Cards, books, more journal, battery permitting, gin & tonics, lots of beers, and dips in our tub. Evening for some more fishing and close with a Steve stew from our remaining steaks. We survive brilliantly. Only in Africa can you get this kind of buzz I think as we drift of into slumber on the top deck.

Returning to Kariba dock, we sort out our costs with Louisa, and off load our unused beers and drinks. For our 3 nights at Warthogs, and 3 nights on the lake, for the 6 of us, the total bill is the equivalent of $US320. There must be a mistake, but no, it's real enough.

Before we leave Kariba, we have to stock up with various items, get our bits from Steve Pope's (our Mana guide) mother and head off to Chirundu.

We leave late, but after some hectic shuffling of bottles and backpacks, chaotic details and bits going awry, we leave.

Its quite an escarpment up the valley getting out of Kariba. I remember this from last time, I am getting quite at home here.

We follow our guide in my cruiser up the valley to Makouti where I leave the Cruiser in the safe haven of the local hotel - for the princely sum of $0.25 per day.
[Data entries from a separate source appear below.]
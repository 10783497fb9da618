//! Signing and verification capability for the three token kinds.
//!
//! Refresh and access tokens are signed with RSA; the session token is
//! signed with an HMAC secret. Each signer only accepts tokens whose header
//! algorithm belongs to its own family.

use jsonwebtoken::errors::ErrorKind;
use jsonwebtoken::{decode, decode_header, encode, Algorithm, DecodingKey, EncodingKey, Header, Validation};
use serde::de::DeserializeOwned;
use serde::Serialize;
use tracing::debug;

use crate::errors::TokenError;

use super::key_manager::Rs256KeyManager;

const RSA_FAMILY: &[Algorithm] = &[Algorithm::RS256, Algorithm::RS384, Algorithm::RS512];
const HMAC_FAMILY: &[Algorithm] = &[Algorithm::HS256, Algorithm::HS384, Algorithm::HS512];

/// Sign claims into a compact JWT and verify them back
pub trait TokenSigner: Send + Sync {
    /// Serialize and sign a claim set
    fn sign<C: Serialize>(&self, claims: &C) -> Result<String, TokenError>;

    /// Check algorithm family, signature, `exp`/`nbf`, then decode the claims
    ///
    /// # Errors
    /// * `UnsupportedAlgorithm` - Header algorithm outside this signer's family
    /// * `InvalidSignature` - Malformed token or signature mismatch
    /// * `Expired` - `exp` has passed
    /// * `InvalidClaims` - Claims do not decode into `C` (e.g. non-numeric `sub`)
    fn verify<C: DeserializeOwned>(&self, token: &str) -> Result<C, TokenError>;
}

/// RS256 signer backed by one RSA key pair
#[derive(Debug, Clone)]
pub struct Rs256Signer {
    keys: Rs256KeyManager,
    validation: Validation,
}

impl Rs256Signer {
    pub fn new(keys: Rs256KeyManager) -> Self {
        Self {
            keys,
            validation: family_validation(Algorithm::RS256, RSA_FAMILY),
        }
    }
}

impl TokenSigner for Rs256Signer {
    fn sign<C: Serialize>(&self, claims: &C) -> Result<String, TokenError> {
        encode_jwt(Algorithm::RS256, claims, self.keys.encoding_key())
    }

    fn verify<C: DeserializeOwned>(&self, token: &str) -> Result<C, TokenError> {
        decode_jwt(token, self.keys.decoding_key(), &self.validation, RSA_FAMILY).map_err(|e| {
            debug!(keys = self.keys.label(), "RS256 verification failed: {}", e);
            e
        })
    }
}

/// HS256 signer backed by a shared secret
#[derive(Clone)]
pub struct Hs256Signer {
    encoding_key: EncodingKey,
    decoding_key: DecodingKey,
    validation: Validation,
}

impl std::fmt::Debug for Hs256Signer {
    fn fmt(&self, f: &mut std::fmt::Formatter<'_>) -> std::fmt::Result {
        f.debug_struct("Hs256Signer").finish_non_exhaustive()
    }
}

impl Hs256Signer {
    pub fn new(secret: &str) -> Self {
        Self {
            encoding_key: EncodingKey::from_secret(secret.as_bytes()),
            decoding_key: DecodingKey::from_secret(secret.as_bytes()),
            validation: family_validation(Algorithm::HS256, HMAC_FAMILY),
        }
    }
}

impl TokenSigner for Hs256Signer {
    fn sign<C: Serialize>(&self, claims: &C) -> Result<String, TokenError> {
        encode_jwt(Algorithm::HS256, claims, &self.encoding_key)
    }

    fn verify<C: DeserializeOwned>(&self, token: &str) -> Result<C, TokenError> {
        decode_jwt(token, &self.decoding_key, &self.validation, HMAC_FAMILY)
    }
}

fn family_validation(primary: Algorithm, family: &[Algorithm]) -> Validation {
    let mut validation = Validation::new(primary);
    validation.algorithms = family.to_vec();
    validation.validate_exp = true;
    validation.validate_nbf = true;
    validation.leeway = 0;
    validation.set_required_spec_claims(&["exp", "nbf"]);
    validation
}

fn encode_jwt<C: Serialize>(
    algorithm: Algorithm,
    claims: &C,
    key: &EncodingKey,
) -> Result<String, TokenError> {
    encode(&Header::new(algorithm), claims, key).map_err(|e| TokenError::Signing {
        message: e.to_string(),
    })
}

fn decode_jwt<C: DeserializeOwned>(
    token: &str,
    key: &DecodingKey,
    validation: &Validation,
    family: &[Algorithm],
) -> Result<C, TokenError> {
    let header = decode_header(token).map_err(|e| {
        debug!("Rejecting token with unreadable header: {}", e);
        TokenError::InvalidSignature
    })?;

    if !family.contains(&header.alg) {
        debug!("Rejecting token signed with {:?}", header.alg);
        return Err(TokenError::UnsupportedAlgorithm);
    }

    decode::<C>(token, key, validation)
        .map(|data| data.claims)
        .map_err(|e| {
            debug!("Token verification failed: {}", e);
            match e.kind() {
                ErrorKind::ExpiredSignature => TokenError::Expired,
                ErrorKind::InvalidAlgorithm => TokenError::UnsupportedAlgorithm,
                ErrorKind::Json(_)
                | ErrorKind::MissingRequiredClaim(_)
                | ErrorKind::ImmatureSignature => TokenError::InvalidClaims,
                ErrorKind::InvalidRsaKey(_) | ErrorKind::InvalidKeyFormat => TokenError::KeyDecode {
                    message: e.to_string(),
                },
                _ => TokenError::InvalidSignature,
            }
        })
}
By 2:00, after a hectic speed freak drive down the Zambezi escarpment, we are at the hot & dusty town of Chirundu. This is a major roadway in and out of Zambia, so there is lots of truck traffic here.

Up to this point, I still believe that we are have a "dude" type of trip, complete with camps set up for us when we arrive, shower tents cooks etc etc. It's only after we unload all the gear, take it down to the water and our driver says

"Good luck, Steve will pick you up at Mana in 3 days" that I know that this concept was a figment of my wild imagination.

I see the pile of boxes, tents and parifinalia of a camping trip and the truth sinks in.

Not quite self catering - our guide Zera, will do all of that as well as make sure we have a better than 50% chance of arriving safely for Steve.

This will be pretty basic.

There are mounds of stuff, 7 people, and 3 canoes. As we nibble our sandwiches (good and fresh), Zera arranges it all, ties down the boxes of supplies, and tells us we are ready to go.

Somehow, everything has gone into the canoes.

"Follow me, stay one canoe length behind the canoe in front, and follow my instructions" we are told by Zera.. We get a 2 minute intro to paddling, a general caveat to keep your hands and feet out of and away from the water, and we are off.

I'm amazed that there are no forms to fill in, no video to watch, nothing about having heart problems or needing special medications etc, but this is the way it's done here.

Raw, "In your Face" is the order of the day, but to everyone here, it's just how things are. You want to do this, we will help you do it. You are responsible for your decisions here, and there is no clever lawyer going to convince a judge that any problem you have is the guides, or companies fault or problem. Anything goes wrong, like you are eaten by a croc, skewered by a hippo, have a heart attack or develop appendicitis, well, at the end of the day, it's your problem. Ho Hum. Lets go!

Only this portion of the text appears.